Heh, clever title, huh?
We all have our ideas of what we do best and what we do worst for our hair. Those things we have worked out perfectly and those we really need to work on to make better.
My thing that I’m worst at comes to sleeping. I sleep on my sides (and somewhere between side and stomach) and I’m a restless sleeper. This is where people will usually just recommend silk pillow covers and that would fix the problem. But…
Silk freaks me out when I sleep.
There. I wrote it. Yes, it sounds weird. But it does.

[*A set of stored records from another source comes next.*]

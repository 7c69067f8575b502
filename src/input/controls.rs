//! On-screen pad buttons and the table that turns them into headings.
//!
//! Two layouts exist. `Natural` maps each arrow button to its own direction.
//! `LegacyButtons` reproduces the older button panel where "Up" sent the snake
//! down and "Down" sent it up. Which one is intended is still an open product
//! question, so the choice is a config value rather than a code change.

use clap::ValueEnum;
use serde::{Deserialize, Serialize};

use crate::game::{Direction, Intent};

/// Clickable buttons in the control bar
#[derive(Debug, Clone, Copy, PartialEq, Eq, Hash)]
pub enum PadButton {
    Up,
    Down,
    Left,
    Right,
    Pause,
    NewGame,
}

impl PadButton {
    /// Left-to-right order in the control bar
    pub const ALL: [PadButton; 6] = [
        PadButton::Left,
        PadButton::Up,
        PadButton::Down,
        PadButton::Right,
        PadButton::Pause,
        PadButton::NewGame,
    ];

    pub fn label(&self) -> &'static str {
        match self {
            PadButton::Up => "▲ Up",
            PadButton::Down => "▼ Down",
            PadButton::Left => "◀ Left",
            PadButton::Right => "▶ Right",
            PadButton::Pause => "Pause",
            PadButton::NewGame => "New Game",
        }
    }
}

/// Which direction table the pad buttons use
#[derive(Debug, Clone, Copy, PartialEq, Eq, Default, Serialize, Deserialize, ValueEnum)]
#[serde(rename_all = "kebab-case")]
pub enum ControlScheme {
    /// Each arrow button moves the way it points
    #[default]
    Natural,
    /// Up and Down buttons swapped, as in the older button panel
    LegacyButtons,
}

const NATURAL: [(PadButton, Direction); 4] = [
    (PadButton::Up, Direction::Up),
    (PadButton::Down, Direction::Down),
    (PadButton::Left, Direction::Left),
    (PadButton::Right, Direction::Right),
];

const LEGACY_BUTTONS: [(PadButton, Direction); 4] = [
    (PadButton::Up, Direction::Down),
    (PadButton::Down, Direction::Up),
    (PadButton::Left, Direction::Left),
    (PadButton::Right, Direction::Right),
];

/// Button → direction lookup for one control scheme
#[derive(Debug, Clone, Copy, PartialEq, Eq)]
pub struct DirectionMap {
    scheme: ControlScheme,
    table: &'static [(PadButton, Direction); 4],
}

impl DirectionMap {
    pub fn new(scheme: ControlScheme) -> Self {
        let table = match scheme {
            ControlScheme::Natural => &NATURAL,
            ControlScheme::LegacyButtons => &LEGACY_BUTTONS,
        };
        Self { scheme, table }
    }

    pub fn scheme(&self) -> ControlScheme {
        self.scheme
    }

    /// Direction for an arrow button; `None` for non-direction buttons
    pub fn resolve(&self, button: PadButton) -> Option<Direction> {
        self.table
            .iter()
            .find(|(b, _)| *b == button)
            .map(|(_, dir)| *dir)
    }

    /// Intent produced by pressing `button`
    pub fn intent_for(&self, button: PadButton) -> Option<Intent> {
        match button {
            PadButton::Pause => Some(Intent::TogglePause),
            PadButton::NewGame => Some(Intent::NewGame),
            _ => self.resolve(button).map(Intent::Turn),
        }
    }
}

impl Default for DirectionMap {
    fn default() -> Self {
        Self::new(ControlScheme::default())
    }
}

#[cfg(test)]
mod tests {
    use super::*;

    #[test]
    fn test_natural_table() {
        let map = DirectionMap::new(ControlScheme::Natural);
        assert_eq!(map.resolve(PadButton::Up), Some(Direction::Up));
        assert_eq!(map.resolve(PadButton::Down), Some(Direction::Down));
        assert_eq!(map.resolve(PadButton::Left), Some(Direction::Left));
        assert_eq!(map.resolve(PadButton::Right), Some(Direction::Right));
        assert_eq!(map.resolve(PadButton::Pause), None);
    }

    #[test]
    fn test_legacy_table_swaps_vertical() {
        let map = DirectionMap::new(ControlScheme::LegacyButtons);
        assert_eq!(map.resolve(PadButton::Up), Some(Direction::Down));
        assert_eq!(map.resolve(PadButton::Down), Some(Direction::Up));
        assert_eq!(map.resolve(PadButton::Left), Some(Direction::Left));
        assert_eq!(map.resolve(PadButton::Right), Some(Direction::Right));
    }

    #[test]
    fn test_every_arrow_button_has_a_row() {
        for scheme in [ControlScheme::Natural, ControlScheme::LegacyButtons] {
            let map = DirectionMap::new(scheme);
            for button in [PadButton::Up, PadButton::Down, PadButton::Left, PadButton::Right] {
                assert!(map.resolve(button).is_some(), "{scheme:?} {button:?}");
            }
        }
    }

    #[test]
    fn test_button_intents() {
        let map = DirectionMap::default();
        assert_eq!(map.scheme(), ControlScheme::Natural);
        assert_eq!(map.intent_for(PadButton::Pause), Some(Intent::TogglePause));
        assert_eq!(map.intent_for(PadButton::NewGame), Some(Intent::NewGame));
        assert_eq!(
            map.intent_for(PadButton::Left),
            Some(Intent::Turn(Direction::Left))
        );
    }

    #[test]
    fn test_scheme_names() {
        let scheme: ControlScheme = serde_json::from_str("\"legacy-buttons\"").unwrap();
        assert_eq!(scheme, ControlScheme::LegacyButtons);
    }
}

It’s like silk just balances that fine line between feeling organic and not feeling organic and the times I have tried to sleep on silk covers, I wake up every time I turn around. Silk just creep me out, even when I’m not conscious. It’s like some primal part of my brain sounds the alarm thinking I have rolled over to rest my head on a slippery snake (And I’m not afraid of snakes) and it will eat me alive.
I don’t know what’s worst and the most annoying: Waking up so often and not getting any real quality sleep or that half a second where the caveman part of my brain has taken over and is telling me to run for my life!
You can’t argue with the results though. Sleeping on silk left my hair practically unruffled even for a restless sleeper. If I just could get used to it, I could really save those fragile temple-hairs from a lot of damage.
The area around the temples has hairs that have a shorter life span than the rest. This is why people start going grey around the temples first. Just like all other cells in the body, the follicles have a certain life span. They can only produce so many “sets” of hair strand before they start breaking down and not function as flawless as before. The follicles will stop producing melanin as efficiently as before and eventually stop putting the melanin in the hair strands layers.
I always thought that on top of the hairs having a shorter life span than the rest of the scalp, they grow more fragile too even when you’re young. But I have never seen any scientific evidence to that, so I guess it will stay my personal suspicion.
I tried with satin: Same deal. I tried with microfiber and wasn’t sure if that was actually better than cotton, sure it feels smoother to touch, but on the microscopic level, is it really? My hair seemed to “stick” to it a lot.
So, smooth pillow cases were kind of out of the question. Of course I guess if I just “soldiered on” for long enough I could get used to it, but that would probably take me a very, very long time. And cost me too much quality sleep.
Then I had the idea of sleeping on the couch and covering the top half of the sheets with silk. Of course that wouldn’t help the hair that would rest on my pillow, but it would be gentler to the hair from my shoulders and down. I tried it and sure, the silk still freaked me out, but not as bad as when it’s touching my face. I still woke up from time to time turning over and touching my naked arms to the smooth fabric.
Of course the problem is making some silk that can cover the entire top half of a king sized bed and not get bunched up from me turning over…
A few nights ago I had the idea of shortening up my braid for sleeping. I sleep with my hair in a braid. If I have my hair in a braid during the day, I completely ignore it all day and then sleep on it. If I have my hair in a bun, I take it down and braid it for night.
A single braid is classic length on me, so it gets caught under my hips when I turn over. By now I have made an unconscious habit out of doing some weird little extra tug/motion thing whenever I turn over in my sleep so I don’t yank my head back. It’s about the same I do when I wear a braid and go sit on a chair: A little shrug with one shoulder so the braid falls in front of me instead of getting caught. In the bed, the little tug doesn’t work 100% though.
Anyways, I looped the end of my braid up to about waist length and secured it with a soft elastic. It worked really well. No more getting the braid caught under my weight. I will keep doing that loop up for sleeping. Maybe combine it with some sort of silk bag-thingie (It’s a technical term!) to protect the ends. No matter what, the loop will be here to stay!